Tuesday, December 13, 2005

Amazon Training Session

I participated in the online presentation by Jeff Barr this evening. I found it interesting although the initial presentation was geared more towards management and only offered a high level overview of the Mechanical Turk service.

Of much more interest was the question and answer session at the end. I'm not sure who besides Jeff Barr and John Hsia were answering questions since they weren't introduced, but it was said they were development team members. I had a few questions prepared before I signed on, and I asked a few more that I thought of later.

1. Alan asks: Approximately how many individual turkers are regularly submitting hits on a daily basis?

Answer: That is currently confidential information.

2. Alan asks: Has the MTurk team considered any methods of verifying worker identity and vetting worker backgrounds in order to allow them to view more sensitive data?
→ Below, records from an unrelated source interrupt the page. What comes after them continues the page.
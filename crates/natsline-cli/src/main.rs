//! Entry point for the `natsline` command-line client.
//!
//! The binary delegates to [`natsline_cli::run`], which parses arguments,
//! installs telemetry and drives a single broker session.

use std::io;
use std::process::ExitCode;

fn main() -> ExitCode {
    natsline_cli::run(std::env::args_os(), io::stdout(), io::stderr())
}
//! Client-side record of active subscriptions.

use natsline_wire::SubscriptionId;

#[derive(Debug, Clone)]
struct SubjectEntry {
    subject: String,
    ids: Vec<SubscriptionId>,
}

/// Maps subjects to the ordered set of subscription ids registered for them.
///
/// Subjects keep the order of their first subscription so teardown is
/// deterministic. An id appears at most once per subject.
#[derive(Debug, Clone, Default)]
pub struct SubscriptionRegistry {
    entries: Vec<SubjectEntry>,
}

impl SubscriptionRegistry {
    /// Creates an empty registry.
    #[must_use]
    pub const fn new() -> Self {
        Self {
            entries: Vec::new(),
        }
    }

    /// Registers `sid` under `subject`. Returns `false` when the exact pair was
    /// already present.
    pub fn add(&mut self, subject: &str, sid: SubscriptionId) -> bool {
        match self.entries.iter_mut().find(|entry| entry.subject == subject) {
            Some(entry) if entry.ids.contains(&sid) => false,
            Some(entry) => {
                entry.ids.push(sid);
                true
            }
            None => {
                self.entries.push(SubjectEntry {
                    subject: subject.to_owned(),
                    ids: vec![sid],
                });
                true
            }
        }
    }

    /// Removes the first registration of `sid`, returning the subject it was
    /// registered under. Unknown ids are ignored.
    pub fn remove(&mut self, sid: &SubscriptionId) -> Option<String> {
        let entry_index = self
            .entries
            .iter()
            .position(|entry| entry.ids.contains(sid))?;
        let entry = self.entries.get_mut(entry_index)?;
        entry.ids.retain(|candidate| candidate != sid);
        if entry.ids.is_empty() {
            return Some(self.entries.remove(entry_index).subject);
        }
        Some(entry.subject.clone())
    }

    /// Every registered `(subject, sid)` pair, in registration order.
    #[must_use]
    pub fn all_ids(&self) -> Vec<(String, SubscriptionId)> {
        self.entries
            .iter()
            .flat_map(|entry| {
                entry
                    .ids
                    .iter()
                    .map(|sid| (entry.subject.clone(), sid.clone()))
            })
            .collect()
    }

    /// Ids registered under `subject`.
    #[must_use]
    pub fn ids_for(&self, subject: &str) -> &[SubscriptionId] {
        self.entries
            .iter()
            .find(|entry| entry.subject == subject)
            .map(|entry| entry.ids.as_slice())
            .unwrap_or_default()
    }

    /// Subject `sid` is registered under.
    #[must_use]
    pub fn subject_of(&self, sid: &SubscriptionId) -> Option<&str> {
        self.entries
            .iter()
            .find(|entry| entry.ids.contains(sid))
            .map(|entry| entry.subject.as_str())
    }

    /// Returns `true` when `sid` is registered.
    #[must_use]
    pub fn contains(&self, sid: &SubscriptionId) -> bool {
        self.subject_of(sid).is_some()
    }

    /// Number of registered ids across all subjects.
    #[must_use]
    pub fn len(&self) -> usize {
        self.entries.iter().map(|entry| entry.ids.len()).sum()
    }

    /// Returns `true` when nothing is registered.
    #[must_use]
    pub fn is_empty(&self) -> bool {
        self.entries.is_empty()
    }

    /// Forgets every registration.
    pub fn clear(&mut self) {
        self.entries.clear();
    }
}

#[cfg(test)]
mod tests {
    use rstest::{fixture, rstest};

    use super::*;

    fn sid(value: &str) -> SubscriptionId {
        SubscriptionId::from(value)
    }

    #[fixture]
    fn registry() -> SubscriptionRegistry {
        let mut registry = SubscriptionRegistry::new();
        registry.add("orders", sid("a"));
        registry.add("orders", sid("b"));
        registry.add("billing", sid("c"));
        registry
    }

    #[rstest]
    fn duplicate_pairs_are_ignored(mut registry: SubscriptionRegistry) {
        assert!(!registry.add("orders", sid("a")));
        assert_eq!(registry.ids_for("orders"), &[sid("a"), sid("b")]);
    }

    #[rstest]
    fn remove_leaves_sibling_ids(mut registry: SubscriptionRegistry) {
        assert_eq!(registry.remove(&sid("a")).as_deref(), Some("orders"));
        assert_eq!(registry.ids_for("orders"), &[sid("b")]);
        assert_eq!(registry.len(), 2);
    }

    #[rstest]
    fn removing_last_id_drops_subject(mut registry: SubscriptionRegistry) {
        registry.remove(&sid("c"));
        assert!(registry.ids_for("billing").is_empty());
        assert_eq!(registry.subject_of(&sid("c")), None);
    }

    #[rstest]
    fn removing_unknown_id_is_a_no_op(mut registry: SubscriptionRegistry) {
        let before = registry.all_ids();
        assert_eq!(registry.remove(&sid("missing")), None);
        assert_eq!(registry.all_ids(), before);
    }

    #[rstest]
    fn all_ids_follow_registration_order(registry: SubscriptionRegistry) {
        assert_eq!(
            registry.all_ids(),
            vec![
                (String::from("orders"), sid("a")),
                (String::from("orders"), sid("b")),
                (String::from("billing"), sid("c")),
            ]
        );
    }
}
Answer: Yes we have, nothing in that regard has been implemented yet. You can add your own system using qualifications by only granting people quals who have passed a particular test.

--What I was really getting at here was whether Amazon had any interest in providing a pool of workers who could be trusted to view private or confidential information. From what I gathered tonight I think they're more interested in providing the interface and letting Requestors work out this sort of thing for themselves. There is apparently nothing preventing you from only allowing exactly who you want to have access to the Hits that you provide to the MTurk system.
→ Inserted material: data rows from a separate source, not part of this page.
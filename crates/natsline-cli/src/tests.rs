//! In-process tests for the CLI runtime against the fake broker.

use std::ffi::OsString;
use std::io::{self, Write};
use std::process::ExitCode;
use std::sync::{Arc, Mutex};
use std::thread;
use std::time::{Duration, Instant};

use natsline::test_support::{BrokerScript, FakeBroker};
use rstest::{fixture, rstest};

use crate::run;

const SETTLE: Duration = Duration::from_secs(3);

/// Cloneable in-memory sink standing in for stdout.
#[derive(Clone, Default)]
struct Captured(Arc<Mutex<Vec<u8>>>);

impl Captured {
    fn text(&self) -> String {
        String::from_utf8_lossy(&self.0.lock().expect("capture mutex")).into_owned()
    }

    fn wait_for(&self, needle: &str) -> String {
        let deadline = Instant::now() + SETTLE;
        loop {
            let text = self.text();
            if text.contains(needle) || Instant::now() >= deadline {
                return text;
            }
            thread::sleep(Duration::from_millis(10));
        }
    }
}

impl Write for Captured {
    fn write(&mut self, buf: &[u8]) -> io::Result<usize> {
        self.0.lock().expect("capture mutex").extend_from_slice(buf);
        Ok(buf.len())
    }

    fn flush(&mut self) -> io::Result<()> {
        Ok(())
    }
}

struct Outcome {
    code: ExitCode,
    stdout: String,
    stderr: String,
}

fn invoke(args: &[&str]) -> Outcome {
    let stdout = Captured::default();
    let mut stderr = Vec::new();
    let argv = std::iter::once("natsline")
        .chain(args.iter().copied())
        .map(OsString::from);
    let code = run(argv, stdout.clone(), &mut stderr);
    Outcome {
        code,
        stdout: stdout.text(),
        stderr: String::from_utf8_lossy(&stderr).into_owned(),
    }
}

#[fixture]
fn broker() -> FakeBroker {
    FakeBroker::spawn(BrokerScript::quiet()).expect("spawn fake broker")
}

fn server_flag(broker: &FakeBroker) -> String {
    format!("127.0.0.1:{}", broker.port())
}

#[rstest]
fn pub_publishes_one_message(broker: FakeBroker) {
    let server = server_flag(&broker);
    let outcome = invoke(&["--server", &server, "pub", "orders.created", "hello"]);

    assert_eq!(outcome.code, ExitCode::SUCCESS, "stderr: {}", outcome.stderr);
    assert_eq!(outcome.stdout, "published 5 bytes to orders.created\n");
    let commands = broker.wait_for_commands(2, SETTLE);
    assert_eq!(
        commands.get(1).map(String::as_str),
        Some("PUB orders.created 5\r\nhello\r\n")
    );
}

#[rstest]
fn ping_reports_the_round_trip(broker: FakeBroker) {
    let server = server_flag(&broker);
    let outcome = invoke(&["--server", &server, "--timeout", "1", "ping"]);

    assert_eq!(outcome.code, ExitCode::SUCCESS, "stderr: {}", outcome.stderr);
    assert!(outcome.stdout.starts_with("PONG in "), "{}", outcome.stdout);
}

#[rstest]
fn sub_prints_deliveries_until_the_broker_hangs_up(broker: FakeBroker) {
    let server = server_flag(&broker);
    let stdout = Captured::default();
    let sink = stdout.clone();
    let session = thread::spawn(move || {
        let argv = [
            "natsline", "--server", server.as_str(), "--timeout", "1", "sub", "orders.*", "--sid", "9",
        ]
        .map(OsString::from);
        run(argv, sink, io::sink())
    });

    let commands = broker.wait_for_commands(2, SETTLE);
    assert_eq!(commands.get(1).map(String::as_str), Some("SUB orders.* 9\r\n"));
    broker
        .send("MSG orders.created 9 5\r\nhello\r\n")
        .expect("deliver message");
    let printed = stdout.wait_for("hello\n");
    broker.disconnect();
    let code = session.join().expect("session thread");

    assert_eq!(printed, "[#9] orders.created (5 bytes)\nhello\n");
    assert_eq!(code, ExitCode::FAILURE);
}

#[test]
fn unreachable_brokers_fail_with_a_diagnostic() {
    let port = {
        let listener = std::net::TcpListener::bind(("127.0.0.1", 0)).expect("bind probe");
        listener.local_addr().expect("probe addr").port()
    };
    let server = format!("127.0.0.1:{port}");
    let outcome = invoke(&["--server", &server, "ping"]);

    assert_eq!(outcome.code, ExitCode::FAILURE);
    assert!(
        outcome.stderr.contains("failed to connect to broker"),
        "{}",
        outcome.stderr
    );
}

#[rstest]
#[case(&["pub", "orders"], "MESSAGE")]
#[case(&["--log-format", "xml", "ping"], "xml")]
fn usage_errors_are_reported_on_stderr(#[case] args: &[&str], #[case] needle: &str) {
    let outcome = invoke(args);

    assert_eq!(outcome.code, ExitCode::from(2));
    assert!(outcome.stderr.contains(needle), "{}", outcome.stderr);
    assert!(outcome.stdout.is_empty());
}

#[test]
fn help_goes_to_stdout() {
    let outcome = invoke(&["--help"]);

    assert_eq!(outcome.code, ExitCode::SUCCESS);
    assert!(outcome.stdout.contains("Usage: natsline"), "{}", outcome.stdout);
}
//! Error type reported by the CLI runtime.

use std::io;

use natsline::ClientError;
use natsline_config::ConfigError;
use thiserror::Error;

use crate::shutdown::ShutdownError;
use crate::telemetry::TelemetryError;

#[derive(Debug, Error)]
pub(crate) enum AppError {
    #[error("{0}")]
    CliUsage(clap::Error),
    #[error("invalid configuration: {0}")]
    Configuration(#[from] ConfigError),
    #[error(transparent)]
    Telemetry(#[from] TelemetryError),
    #[error(transparent)]
    Shutdown(#[from] ShutdownError),
    #[error(transparent)]
    Client(#[from] ClientError),
    #[error("broker closed the connection")]
    ConnectionClosed,
    #[error("no PONG received within {seconds}s")]
    PongTimeout { seconds: u64 },
    #[error("failed to write output: {0}")]
    Output(#[source] io::Error),
}
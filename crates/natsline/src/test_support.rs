//! In-process fake broker for connection and dispatch tests.
//!
//! The broker accepts a single connection on an ephemeral loopback port,
//! greets it, records every command it receives and answers according to a
//! [`BrokerScript`]. Tests can push arbitrary server frames at any time with
//! [`FakeBroker::send`].

use std::io::{self, BufRead, BufReader, Read, Write};
use std::net::{Shutdown, TcpListener, TcpStream};
use std::sync::atomic::{AtomicBool, Ordering};
use std::sync::{Arc, Mutex, PoisonError};
use std::thread;
use std::time::{Duration, Instant};

use anyhow::{Context, Result, anyhow};

const ACCEPT_DEADLINE: Duration = Duration::from_secs(5);
const POLL_INTERVAL: Duration = Duration::from_millis(10);

/// Replies the fake broker sends for each kind of command.
#[derive(Debug, Clone)]
pub struct BrokerScript {
    greeting: String,
    connect_reply: Option<String>,
    command_reply: Option<String>,
}

impl BrokerScript {
    /// Broker that greets with `INFO` and never acknowledges.
    #[must_use]
    pub fn quiet() -> Self {
        Self {
            greeting: String::from(
                "INFO {\"server_id\":\"fake-broker\",\"max_payload\":1048576}\r\n",
            ),
            connect_reply: None,
            command_reply: None,
        }
    }

    /// Broker that answers `+OK` to `CONNECT`, `PUB`, `SUB` and `UNSUB`.
    #[must_use]
    pub fn verbose() -> Self {
        Self::quiet()
            .with_connect_reply("+OK\r\n")
            .with_command_reply("+OK\r\n")
    }

    /// Replaces the greeting sent right after accepting.
    #[must_use]
    pub fn with_greeting(mut self, greeting: impl Into<String>) -> Self {
        self.greeting = greeting.into();
        self
    }

    /// Sets the raw reply to `CONNECT`.
    #[must_use]
    pub fn with_connect_reply(mut self, reply: impl Into<String>) -> Self {
        self.connect_reply = Some(reply.into());
        self
    }

    /// Sets the raw reply to `PUB`, `SUB` and `UNSUB`.
    #[must_use]
    pub fn with_command_reply(mut self, reply: impl Into<String>) -> Self {
        self.command_reply = Some(reply.into());
        self
    }
}

type Shared<T> = Arc<Mutex<T>>;

/// Single-connection broker running on a background thread.
pub struct FakeBroker {
    port: u16,
    commands: Shared<Vec<String>>,
    stream: Shared<Option<TcpStream>>,
    stopping: Arc<AtomicBool>,
    handle: Option<thread::JoinHandle<Result<()>>>,
}

impl FakeBroker {
    /// Binds an ephemeral port and starts serving `script`.
    ///
    /// # Errors
    ///
    /// Returns an error if the listener cannot be bound.
    pub fn spawn(script: BrokerScript) -> Result<Self> {
        let listener = TcpListener::bind(("127.0.0.1", 0)).context("bind fake broker")?;
        listener
            .set_nonblocking(true)
            .context("fake broker nonblocking")?;
        let port = listener.local_addr().context("local addr")?.port();
        let commands: Shared<Vec<String>> = Arc::default();
        let stream: Shared<Option<TcpStream>> = Arc::default();
        let stopping = Arc::new(AtomicBool::new(false));
        let session = Session {
            script,
            commands: Arc::clone(&commands),
            stream: Arc::clone(&stream),
            stopping: Arc::clone(&stopping),
        };
        let handle = thread::Builder::new()
            .name(String::from("fake-broker"))
            .spawn(move || session.run(&listener))
            .context("spawn fake broker")?;
        Ok(Self {
            port,
            commands,
            stream,
            stopping,
            handle: Some(handle),
        })
    }

    /// Port the broker listens on.
    #[must_use]
    pub const fn port(&self) -> u16 {
        self.port
    }

    /// Commands received so far, one entry per command. `PUB` entries include
    /// the payload block.
    #[must_use]
    pub fn commands(&self) -> Vec<String> {
        self.commands
            .lock()
            .unwrap_or_else(PoisonError::into_inner)
            .clone()
    }

    /// Polls until at least `count` commands have arrived or `timeout`
    /// elapses, then returns what was received.
    #[must_use]
    pub fn wait_for_commands(&self, count: usize, timeout: Duration) -> Vec<String> {
        let deadline = Instant::now() + timeout;
        loop {
            let received = self.commands();
            if received.len() >= count || Instant::now() >= deadline {
                return received;
            }
            thread::sleep(POLL_INTERVAL);
        }
    }

    /// Writes raw bytes to the connected client.
    ///
    /// # Errors
    ///
    /// Returns an error if no client is connected or the write fails.
    pub fn send(&self, frame: impl AsRef<[u8]>) -> Result<()> {
        let mut guard = self.stream.lock().unwrap_or_else(PoisonError::into_inner);
        let stream = guard
            .as_mut()
            .ok_or_else(|| anyhow!("no client connected to fake broker"))?;
        stream.write_all(frame.as_ref()).context("write frame")?;
        stream.flush().context("flush frame")
    }

    /// Hangs up on the connected client.
    pub fn disconnect(&self) {
        let guard = self.stream.lock().unwrap_or_else(PoisonError::into_inner);
        if let Some(stream) = guard.as_ref() {
            drop(stream.shutdown(Shutdown::Both));
        }
    }

    /// Stops the broker and reports any failure from its thread.
    ///
    /// # Errors
    ///
    /// Returns the session error, or an error if the thread panicked.
    pub fn shutdown(mut self) -> Result<()> {
        self.stop()
    }

    fn stop(&mut self) -> Result<()> {
        self.stopping.store(true, Ordering::SeqCst);
        self.disconnect();
        match self.handle.take() {
            Some(handle) => handle
                .join()
                .map_err(|_| anyhow!("fake broker thread panicked"))?,
            None => Ok(()),
        }
    }
}

impl Drop for FakeBroker {
    fn drop(&mut self) {
        drop(self.stop());
    }
}

struct Session {
    script: BrokerScript,
    commands: Shared<Vec<String>>,
    stream: Shared<Option<TcpStream>>,
    stopping: Arc<AtomicBool>,
}

impl Session {
    fn run(self, listener: &TcpListener) -> Result<()> {
        let Some(stream) = self.accept(listener)? else {
            return Ok(());
        };
        stream.set_nonblocking(false).context("client blocking")?;
        let reader = stream.try_clone().context("clone client stream")?;
        *self.stream.lock().unwrap_or_else(PoisonError::into_inner) = Some(stream);
        self.reply(self.script.greeting.as_bytes())?;
        self.serve(BufReader::new(reader))
    }

    fn accept(&self, listener: &TcpListener) -> Result<Option<TcpStream>> {
        let deadline = Instant::now() + ACCEPT_DEADLINE;
        loop {
            match listener.accept() {
                Ok((stream, _)) => return Ok(Some(stream)),
                Err(ref error) if error.kind() == io::ErrorKind::WouldBlock => {
                    if self.stopping.load(Ordering::SeqCst) || Instant::now() >= deadline {
                        return Ok(None);
                    }
                    thread::sleep(POLL_INTERVAL);
                }
                Err(error) => return Err(error).context("accept connection"),
            }
        }
    }

    fn serve(&self, mut reader: BufReader<TcpStream>) -> Result<()> {
        let mut line = Vec::new();
        loop {
            line.clear();
            match reader.read_until(b'\n', &mut line) {
                Ok(0) => return Ok(()),
                Ok(_) => {}
                Err(_) if self.stopping.load(Ordering::SeqCst) => return Ok(()),
                Err(error) => return Err(error).context("read command"),
            }
            let mut command = String::from_utf8_lossy(&line).into_owned();
            let keyword = command
                .split_whitespace()
                .next()
                .unwrap_or_default()
                .to_ascii_uppercase();
            if keyword == "PUB" {
                command.push_str(&read_payload(&mut reader, &command)?);
            }
            self.record(command);
            let reply = match keyword.as_str() {
                "CONNECT" => self.script.connect_reply.as_deref(),
                "PUB" | "SUB" | "UNSUB" => self.script.command_reply.as_deref(),
                "PING" => Some("PONG\r\n"),
                _ => None,
            };
            if let Some(bytes) = reply {
                self.reply(bytes.as_bytes())?;
            }
        }
    }

    fn record(&self, command: String) {
        self.commands
            .lock()
            .unwrap_or_else(PoisonError::into_inner)
            .push(command);
    }

    fn reply(&self, bytes: &[u8]) -> Result<()> {
        let mut guard = self.stream.lock().unwrap_or_else(PoisonError::into_inner);
        let Some(stream) = guard.as_mut() else {
            return Ok(());
        };
        stream.write_all(bytes).context("write reply")?;
        stream.flush().context("flush reply")
    }
}

/// Reads the payload block announced by a `PUB` header, terminator included.
fn read_payload(reader: &mut impl Read, header: &str) -> Result<String> {
    let size: usize = header
        .split_whitespace()
        .last()
        .and_then(|token| token.parse().ok())
        .ok_or_else(|| anyhow!("PUB header without payload size: {header:?}"))?;
    let mut block = vec![0; size.saturating_add(2)];
    reader.read_exact(&mut block).context("read PUB payload")?;
    Ok(String::from_utf8_lossy(&block).into_owned())
}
3. Alan: I can imagine ways to use MTurk where you might only pay for a hit if a worker happens to find something. This would lead to a high rejection rate that might affect their ability to do other hits. Any thoughts on how to handle that?

Answer: We are considering exposing info about the requesters such as their approval and rejection rates for different types of hits. This would give workers insight into if they want to work on those particular types of HITS or not.

--Again I didn't really explain what I was getting at very clearly. I might want to have workers to look through a set of scanned receipts and flag any that have problems. If I only wanted to pay when they found an erroneous receipt, I'd have to reject those that don't. It occured to me I could account for this by adjusting the rate I paid for each submitted hit, but it might be useful to have a way to only selectively pay for a hit without just rejecting them.

4. Alan: How long do you anticipate MTurk staying in Beta?

Answer: Until we are ready to launch!

-- A bit of a flippant answer, but it was an off-the-cuff question. What I should have asked is if anything will change once MTurk leaves Beta or if there's any reason to wait until it leaves Beta status to submit requests.

5. Alan: Will work always have to be done through MTurks website?

Answer: Today we don't have a set of APIs, but we are actively looking at ways to incorporate MT into the worker side of your applications. We would love to hear of your requirements in that space.

-- Someone else asked basically the same question, but it didn't make it to the chat window. The answer was to their question. It sounds like they're open to other interfaces being developed, but don't have the tools available yet.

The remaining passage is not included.